İSMAİL KILIÇARSLAN VE YASİN AKTAY'I
OKUYORUM
-Peki senin iktidara yakın medyadan okuduğun, ne yazmış
diye merak ettiğin isimler var mı?
Var tabi, hepsini okuyorum. Yeni Şafak yazarlarından İsmail
Kılıçdarslan'ı okuyorum, Yasin Aktay'ı okuyorum. Mutlaka
manşetlerine bakıyorum. Akit'i de okuyorum. İşimiz bu sonuçta.
Sadece Cumhuriyet'i oku, T24'ü okuyla olmaz. Hemen hemen bütün köşe
yazarlarının hepsini tarıyorum. Sabah'a bakıyorum Sabah ne yazmış
diye.
-Bu süreç dijital medyayı biraz daha ön plana çıkardı.

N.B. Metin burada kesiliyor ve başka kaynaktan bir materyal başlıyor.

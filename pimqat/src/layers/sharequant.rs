use anyhow::{Context, Result};
use serde::{Deserialize, Serialize};

use super::{ActivationQuantized, LayerOutput};
use crate::{
    hardware::{BoundUnit, PimContext, QuantPhase, ThresholdId},
    tensor::sum_tensors,
};

/// Signed activation quantizer placed on each branch of a residual join, so that both
/// operands of the addition share a scale.
#[derive(Clone, Debug, Serialize, Deserialize)]
pub struct ShareQuant {
    pub(crate) acti_t: ThresholdId,
}

impl ShareQuant {
    pub fn new(acti_t: ThresholdId) -> Self {
        Self { acti_t }
    }

    pub fn forward(
        &self,
        input: LayerOutput,
        unit: Option<BoundUnit<'_>>,
        ctx: &PimContext,
    ) -> Result<LayerOutput> {
        if ctx.phase == QuantPhase::Float {
            return Ok(LayerOutput::Whole(input.into_whole()?));
        }
        let unit = unit.context("share quantizer has no PIM unit attached")?;
        let out = match input {
            LayerOutput::Whole(t) => unit.quant_acti(&t, true)?,
            LayerOutput::Partials(parts) => sum_tensors(
                parts
                    .iter()
                    .map(|p| unit.quant_acti(p, true))
                    .collect::<Result<Vec<_>>>()?,
            )?,
        };
        Ok(LayerOutput::Whole(out))
    }
}

impl ActivationQuantized for ShareQuant {
    fn acti_threshold(&self) -> ThresholdId {
        self.acti_t
    }
}

#[cfg(test)]
mod tests {
    use super::*;
    use crate::{
        hardware::{PimUnit, ThresholdStore},
        tensor::Tensor,
    };

    #[test]
    fn test_signed_quantization() {
        let mut store = ThresholdStore::new();
        let share = ShareQuant::new(store.alloc("acti", 1.0));
        let unit = PimUnit::activation_only(share.acti_t);
        let ctx = PimContext::default().with_phase(QuantPhase::RangeConstrained);
        let out = share
            .forward(
                LayerOutput::Whole(Tensor::new(vec![3], vec![-4.0, 0.0, 4.0])),
                Some(BoundUnit::new(&unit, &store, &ctx)),
                &ctx,
            )
            .unwrap()
            .into_whole()
            .unwrap();
        let expected = [-2.0, 0.0, 2.0];
        for (a, b) in out.get_data().iter().zip(expected) {
            assert!((a - b).abs() < 1e-6);
        }
    }
}
//! Module containing code defining [`ModelError`] type and conversions.

use std::{
    error::Error,
    fmt::{Display, Formatter, Result as FmtResult},
};

#[derive(Debug, Clone, PartialEq)]
/// Errors relating to [`super::Network`] construction and rewriting.
pub enum ModelError {
    /// Error variant returned when parameters passed to a model are incorrect,
    /// i.e. input tensor dimensions are incorrect or types don't line up.
    ParameterError(String),
    /// A node id that is not (or no longer) part of the network.
    UnknownNode(String),
    /// The layers picked for a fusion do not form a Conv / BatchNorm (/ ReLU) sequence.
    FoldError(String),
    /// A PIM unit was attached to a layer that cannot take part in it.
    CapabilityError(String),
    /// Requested network family is not part of the zoo.
    UnsupportedFamily(String),
}

impl Display for ModelError {
    fn fmt(&self, f: &mut Formatter<'_>) -> FmtResult {
        match self {
            ModelError::ParameterError(s) => write!(f, "Incorrect Parameters fed to Model: {}", s),
            ModelError::UnknownNode(s) => write!(f, "Unknown node: {}", s),
            ModelError::FoldError(s) => write!(f, "Cannot fold layers: {}", s),
            ModelError::CapabilityError(s) => write!(f, "Invalid PIM unit attachment: {}", s),
            ModelError::UnsupportedFamily(s) => write!(f, "Unsupported network family: {}", s),
        }
    }
}

impl Error for ModelError {}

Sence dijital daha hızlı büyür mü yoksa ana akım medya gücünü
korumaya devam edecek mi?
Herkes dijital uçuyor diyor ama rakamlar bize öyle demiyor.

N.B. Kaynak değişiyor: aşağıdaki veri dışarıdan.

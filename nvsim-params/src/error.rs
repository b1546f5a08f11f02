use std::path::PathBuf;

#[derive(thiserror::Error, Debug)]
pub enum ParamError {
    #[error("{path}:{line}: {msg}")]
    Ini {
        path: PathBuf,
        line: usize,
        msg: String,
    },
    #[error("missing section [{0}]")]
    MissingSection(String),
    #[error("missing option {key} in section [{section}]")]
    MissingOption { section: String, key: String },
    #[error("syntax error in {expr:?} at offset {pos}: {msg}")]
    Syntax {
        expr: String,
        pos: usize,
        msg: String,
    },
    #[error("name {0:?} is not defined")]
    UnknownName(String),
    #[error("ZeroDivisionError: {0}")]
    ZeroDivision(&'static str),
    #[error("math domain error in {0}")]
    Domain(String),
    #[error("integer overflow in {0}")]
    Overflow(&'static str),
    #[error("TypeError: {0}")]
    Type(String),
    #[error("evaluating {key}: {source}")]
    Eval {
        key: String,
        #[source]
        source: Box<ParamError>,
    },
    #[error(transparent)]
    Io(#[from] std::io::Error),
}
//! Parasitic resistances and capacitances of a vertical NAND string cell, derived from the
//! geometry and material description and written in the form NVSim reads.
use std::{
    fmt::Write as _,
    fs,
    path::{Path, PathBuf},
};

use tracing::{debug, info};

use crate::{
    error::ParamError,
    expr::{Env, Value},
    ini::Ini,
};

/// Vacuum permittivity in F/m, visible to `[material]` expressions.
pub const PERMITTIVITY: f64 = 8.85e-12;

/// `(section, name)` in evaluation order. An expression may refer to any name defined above it.
const INPUTS: &[(&str, &str)] = &[
    ("temperature", "TEMP"),
    ("staircase", "STAIR_LENGTH"),
    ("staircase", "NUM_STAIRS"),
    ("staircase", "TRENCH_WIDTH"),
    ("wordline", "Barrier_width"),
    ("wordline", "L_g"),
    ("wordline", "L_g_tr"),
    ("wordline", "L_spacer"),
    ("channel", "r_f"),
    ("channel", "t_si"),
    ("channel", "r"),
    ("channel", "t_1"),
    ("channel", "t_2"),
    ("channel", "t_3"),
    ("channel", "t_4"),
    ("channel", "t_ox"),
    ("channel", "W_f"),
    ("channel", "H_f"),
    ("channel", "W_g"),
    ("channel", "H_g"),
    ("material", "epsilon_sio"),
    ("material", "epsilon_si"),
    ("material", "epsilon_sion"),
    ("material", "epsilon_sin"),
    ("material", "epsilon_alo"),
    ("material", "Tungsten_Resistivity"),
    ("material", "Polysi_Resistivity"),
];

/// Derived quantities in evaluation order. They go through the same evaluator as the inputs,
/// so operand order and int/float promotion follow Python arithmetic exactly.
const FORMULAS: &[(&str, &str)] = &[
    ("HfWf", "math.sqrt(pow(W_f, 2) + pow(H_f, 2))"),
    // fringe between gate and source/drain, wide and narrow spacer cases
    ("C_of_gsd1", "0."),
    (
        "C_of_gsd2",
        "epsilon_sio * (4. * W_f * H_f - math.pi * pow(r + t_ox, 2)) / L_spacer",
    ),
    (
        "nu",
        "epsilon_sio * math.sqrt(2 * math.pi * r * (HfWf - r - t_ox) \
         / (4 * H_f * W_f - math.pi * pow((r + t_ox), 2)))",
    ),
    (
        "C_of_gex1",
        "8 / math.pi * nu * ((H_f - r - t_ox) * (2 * W_f / H_f + 1 - H_f / HfWf) \
         + (W_f - r - t_ox) * (2 * H_f / W_f + 1 - W_f / HfWf))",
    ),
    (
        "C_of_gex2",
        "4 * epsilon_sio * (L_spacer - t_ox + r * math.log(L_spacer / t_ox)) \
         * math.sqrt(2 * r / (L_spacer + 2 * r + t_ox))",
    ),
    ("C_of_gsd_plain", "epsilon_sio * 2 * H_f / L_spacer"),
    (
        "C_if",
        "4. * epsilon_si * (r + t_ox) * math.log((2 * t_ox + r) / (2 * t_ox))",
    ),
    // gate stack as four coaxial layers in series
    ("C_gc1", "2. * math.pi * epsilon_sion * L_g / math.log((r + t_1) / r)"),
    (
        "C_gc2",
        "2. * math.pi * epsilon_sin * L_g / math.log((r + t_1 + t_2) / (r + t_1))",
    ),
    (
        "C_gc3",
        "2. * math.pi * epsilon_sio * L_g / math.log((r + t_1 + t_2 + t_3) / (r + t_1 + t_2))",
    ),
    (
        "C_gc4",
        "2. * math.pi * epsilon_alo * L_g \
         / math.log((r + t_1 + t_2 + t_3 + t_4) / (r + t_1 + t_2 + t_3))",
    ),
    (
        "C_gc",
        "1. / (1. / C_gc1 + 1. / C_gc2 + 1. / C_gc3 + 1. / C_gc4)",
    ),
    (
        "wl_unit_cell_resistance",
        "Tungsten_Resistivity / (L_g * 2 * H_f) * W_g * 2 + Tungsten_Resistivity / L_g * 3.0 * 2",
    ),
    (
        "wl_staircase_resistance",
        "Tungsten_Resistivity / (L_g * 2 * H_f)",
    ),
    (
        "contact_unit_cell_resistance",
        "Tungsten_Resistivity / ((r * r) * math.pi)",
    ),
    (
        "string_unit_cell_resistance",
        "Polysi_Resistivity / ((r * r - r_f * r_f) * math.pi)",
    ),
    (
        "cap_per_cell_capacitance",
        "epsilon_sio * math.pi / math.log(W_f * 2 / (r_f + t_si)) * L_spacer",
    ),
    ("CellLength", "H_f * 2"),
    ("CellWidth", "W_f * 2"),
    ("CellHeight", "L_spacer + L_g + Barrier_width * 2"),
];

#[derive(Debug, Clone, PartialEq)]
pub enum Line {
    Entry(&'static str, Value),
    Blank,
}

/// One NVSim configuration file.
#[derive(Debug, Clone, PartialEq)]
pub struct ConfigFile {
    pub name: &'static str,
    pub lines: Vec<Line>,
}

impl ConfigFile {
    pub fn value(&self, key: &str) -> Option<Value> {
        self.lines.iter().find_map(|l| match l {
            Line::Entry(k, v) if *k == key => Some(*v),
            _ => None,
        })
    }

    pub fn render(&self) -> String {
        let mut out = String::new();
        for line in &self.lines {
            match line {
                Line::Entry(key, value) => {
                    let _ = writeln!(out, "-{}: {}", key, value);
                }
                Line::Blank => out.push('\n'),
            }
        }
        out
    }
}

/// Every input and derived quantity of one cell.
#[derive(Debug, Clone)]
pub struct NandCell {
    env: Env,
}

impl NandCell {
    pub fn from_ini(ini: &Ini) -> Result<Self, ParamError> {
        let mut env = Env::new();
        for (section, name) in INPUTS {
            if *section == "material" && env.get("permittivity").is_err() {
                env.set("permittivity", Value::Float(PERMITTIVITY));
            }
            let source = ini.get(section, name)?;
            let value = env.eval(source).map_err(|e| ParamError::Eval {
                key: format!("[{}] {}", section, name),
                source: Box::new(e),
            })?;
            debug!("{} = {}", name, value);
            env.set(*name, value);
        }
        for (name, source) in FORMULAS {
            let value = env.eval(source).map_err(|e| ParamError::Eval {
                key: name.to_string(),
                source: Box::new(e),
            })?;
            env.set(*name, value);
        }
        // a spacer at least as long as the fin diagonal sees no gate/source-drain fringe
        let wide_spacer = env.get("L_spacer")?.as_f64() >= env.get("HfWf")?.as_f64();
        let (gsd, gex) = if wide_spacer {
            ("C_of_gsd1", "C_of_gex1")
        } else {
            ("C_of_gsd2", "C_of_gex2")
        };
        env.set("C_of_gsd", env.get(gsd)?);
        env.set("C_of_gex", env.get(gex)?);
        Ok(Self { env })
    }

    pub fn load(path: &Path) -> Result<Self, ParamError> {
        Self::from_ini(&Ini::load(path)?)
    }

    pub fn get(&self, name: &str) -> Result<Value, ParamError> {
        self.env.get(name)
    }

    pub fn config_files(&self) -> Result<Vec<ConfigFile>, ParamError> {
        let entries = |name: &'static str, keys: &[(&'static str, &str)]| {
            keys.iter()
                .map(|(key, var)| Ok(Line::Entry(*key, self.get(var)?)))
                .collect::<Result<Vec<_>, ParamError>>()
                .map(|lines| ConfigFile { name, lines })
        };
        let mut parasitic = entries("parasitic.cfg", &[
            ("flCapGc", "C_gc"),
            ("flCapOfGex", "C_of_gex"),
            ("flCapOfGsd", "C_of_gsd"),
        ])?;
        parasitic.lines.push(Line::Blank);
        // the trap layer shares the gate length of the floating layer
        parasitic.lines.extend(
            entries("parasitic.cfg", &[
                ("trCapGc", "C_gc"),
                ("trCapOfGex", "C_of_gex1"),
                ("trCapIf", "C_if"),
                ("trCapOfGsd", "C_of_gsd"),
            ])?
            .lines,
        );
        parasitic.lines.push(Line::Blank);
        parasitic
            .lines
            .push(Line::Entry("plCapOfGsd", self.get("C_of_gsd_plain")?));

        Ok(vec![
            entries("stringWire.cfg", &[
                ("resWirePerUnit", "string_unit_cell_resistance"),
                ("capWirePerUnit", "cap_per_cell_capacitance"),
            ])?,
            entries("contactWire.cfg", &[(
                "resWirePerUnit",
                "contact_unit_cell_resistance",
            )])?,
            entries("wordlineWire.cfg", &[
                ("resWirePerCell", "wl_unit_cell_resistance"),
                ("resWirePerStaircase", "wl_staircase_resistance"),
            ])?,
            entries("selectlineWire.cfg", &[(
                "resWirePerCell",
                "wl_unit_cell_resistance",
            )])?,
            parasitic,
            entries("cellDimension.cfg", &[
                ("CellLength (m)", "CellLength"),
                ("CellWidth (m)", "CellWidth"),
                ("CellHeight (m)", "CellHeight"),
                ("NumStairs", "NUM_STAIRS"),
                ("StairLength", "STAIR_LENGTH"),
                ("TrenchWidth", "TRENCH_WIDTH"),
                ("Temperature (K)", "TEMP"),
            ])?,
        ])
    }

    /// Writes every configuration file into `out_dir`, creating it if needed.
    pub fn write_all(&self, out_dir: &Path) -> Result<Vec<PathBuf>, ParamError> {
        fs::create_dir_all(out_dir)?;
        let mut written = Vec::new();
        for file in self.config_files()? {
            let path = out_dir.join(file.name);
            fs::write(&path, file.render())?;
            info!("wrote {}", path.display());
            written.push(path);
        }
        Ok(written)
    }
}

Geçen bir araştırma okudum insanların yüzde 80'i siyasi
enformasyonu hala televizyondan alıyor. Televizyon milyonlara
ulaşıyor. Dijital güçlenecek ama bugün televizyonlar daha güçlü.

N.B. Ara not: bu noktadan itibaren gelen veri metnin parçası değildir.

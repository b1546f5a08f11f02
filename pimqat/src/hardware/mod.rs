//! Hardware-facing state: the quantization phase, the crossbar/ADC description and the
//! threshold and unit arenas.
mod pim;
mod threshold;

pub use pim::{BoundUnit, PimUnit, UnitId, UnitStore};
pub use threshold::{Log2Threshold, ThresholdId, ThresholdStore};

use serde::{Deserialize, Serialize};

use crate::quantization::{BIT_WIDTHS, BitWidths};

/// Rows of a crossbar tile, i.e. how many inputs accumulate into one bitline.
pub const DEFAULT_NUM_ROWS: usize = 128;

#[derive(Debug, Clone, Copy, PartialEq, Eq, Hash, Serialize, Deserialize)]
pub enum QuantPhase {
    /// plain float network
    Float,
    /// quantized training with separate batch norms
    BaselineTrain,
    /// quantized training with batch norms folded into the convolutions
    BnFolded,
    /// thresholds snapped to powers of two and constrained to the ADC window
    RangeConstrained,
    /// crossbar-tiled inference, each tile quantized on its own
    HardwareInference,
}

impl QuantPhase {
    pub fn rounds_threshold(&self) -> bool {
        matches!(
            self,
            QuantPhase::RangeConstrained | QuantPhase::HardwareInference
        )
    }

    pub fn trains_thresholds(&self) -> bool {
        matches!(self, QuantPhase::BaselineTrain | QuantPhase::BnFolded)
    }
}

/// ADC and crossbar description. The range window stays unset until the tuner installs it.
#[derive(Debug, Clone, Copy, PartialEq, Serialize, Deserialize)]
pub struct HardwareSpec {
    pub num_rows: usize,
    pub precision: Option<i32>,
    pub min_range_log2: Option<i32>,
    pub max_range_log2: Option<i32>,
}

impl Default for HardwareSpec {
    fn default() -> Self {
        Self {
            num_rows: DEFAULT_NUM_ROWS,
            precision: None,
            min_range_log2: None,
            max_range_log2: None,
        }
    }
}

/// Everything a forward pass or a network pass needs to know about the simulated hardware.
#[derive(Debug, Clone, Copy, PartialEq, Serialize, Deserialize)]
pub struct PimContext {
    pub phase: QuantPhase,
    pub spec: HardwareSpec,
    pub bits: BitWidths,
}

impl PimContext {
    pub fn new(bits: BitWidths) -> Self {
        Self {
            phase: QuantPhase::Float,
            spec: HardwareSpec::default(),
            bits,
        }
    }

    pub fn with_phase(mut self, phase: QuantPhase) -> Self {
        self.phase = phase;
        self
    }
}

impl Default for PimContext {
    fn default() -> Self {
        Self::new(*BIT_WIDTHS)
    }
}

Şunu görüyoruz ama bir Twitter kampanyası başladığı zaman bunun
karar alıcı mekanizlara etkisi olduğunu görüyoruz. Böyle bir gücü
de var.
- DW Türkçe'den Sözcü'ye neden geçtin?
Sözcü bir televizyon kanalı kurmak istiyor, alt yapı çalışmaları
var. Merkez medya gibi bir şey kurulabilirse orada Türkiye'ye de
çok faydası olur diye düşündüm. Yoksa DW'de keyfim yerindeydi
aslında.
- Sözcü çizgisiyle senin çizgin nasıl, uyuşuyor
musunuz?
Ana akım medya kuruluşu olmak istiyorsan içinde farklı çizgide pek
çok kişiyi çalıştırmanın çok mantıklı olduğunu düşünüyorum. Tabiki
Sözcü'de ulusal çizgide duran çok tebrübeli isimler var. Ama
liberal çizgide de gazeteciler var. Çeşitlilik izleyici için
de iyi bir şey. Ama çok da ters düşmüyorum sonuçta Sözcü
çizgisiyle, öyle olsa "gel beraber kuralım
televizyonu" diye beni çağırmazlardı.
SAÇLARIM ISLAK DEĞİL JÖLELİYDİ
- Islak saçlarınla çıkıp S-400 yorumu yapman çok konuşuldu.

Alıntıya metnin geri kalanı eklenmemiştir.